At one point in time, these three fundamental forces existed in unison at the time of the Big Bang. But matter as we knew it was massless too then. it was only after a billionth of a billionth of a billionth of a billionth second after the colossal Big Bang, did the particles get imbued with mass at all, due to a mediating Higgs boson. According to QFT, the Higgs boson emerges from one of, in fact, many characteristic energy fields from which quantum particles arises and interacts. The Higgs isn’t the carrier of mass, but it is that interlocutor which mediates the Higgs field (which is what the quantum field associated with the Higgs is called) with the massless particles. In QFT, the Higgs is just another particle.
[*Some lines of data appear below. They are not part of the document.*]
//! Status-bucket filtering shared by every dashboard view.
//!
//! A view passes a filter key (`all`, `recruiting`, `pending-payment`, ...)
//! and a [`StatusMapping`] table translating keys into record statuses.
//! Keys missing from the table map to themselves.

use std::collections::HashMap;

use crate::models::DashboardTask;

pub const ALL: &str = "all";

pub trait HasStatus {
    fn status(&self) -> &str;
}

impl HasStatus for DashboardTask {
    fn status(&self) -> &str {
        &self.status
    }
}

#[derive(Debug, Clone, Default)]
pub struct StatusMapping {
    table: HashMap<String, String>,
}

impl StatusMapping {
    pub fn from_pairs<'a>(pairs: impl IntoIterator<Item = (&'a str, &'a str)>) -> Self {
        Self {
            table: pairs
                .into_iter()
                .map(|(k, v)| (k.to_string(), v.to_string()))
                .collect(),
        }
    }

    pub fn resolve<'a>(&'a self, key: &'a str) -> &'a str {
        self.table.get(key).map(String::as_str).unwrap_or(key)
    }

    pub fn keys(&self) -> Vec<&str> {
        let mut keys: Vec<&str> = self.table.keys().map(String::as_str).collect();
        keys.sort_unstable();
        keys
    }
}

pub fn filter_by_status<'a, T: HasStatus>(
    items: &'a [T],
    key: &str,
    mapping: &StatusMapping,
) -> Vec<&'a T> {
    if key == ALL {
        return items.iter().collect();
    }
    let wanted = mapping.resolve(key);
    items.iter().filter(|i| i.status() == wanted).collect()
}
According to Business Insider, the ‘God particle’ conception was directly derived from Nobel Prize winning physicist, Leon Lederman’s book in 1990. The planned title of his book, ‘The Goddamn Particle’ was changed to ‘The God Particle’ upon the insistence of his publishers then. Lederman’s logic was to convey how Higgs boson evaded the eyes of particle detectors of his era. But Higgs wasn’t a fan of the naming. In a 2013 interview, he said “The name itself is a sham … it was a joke, you know.”
But the term ‘God particle’ stuck in popular lore ever after, with no re-naming around the horizon.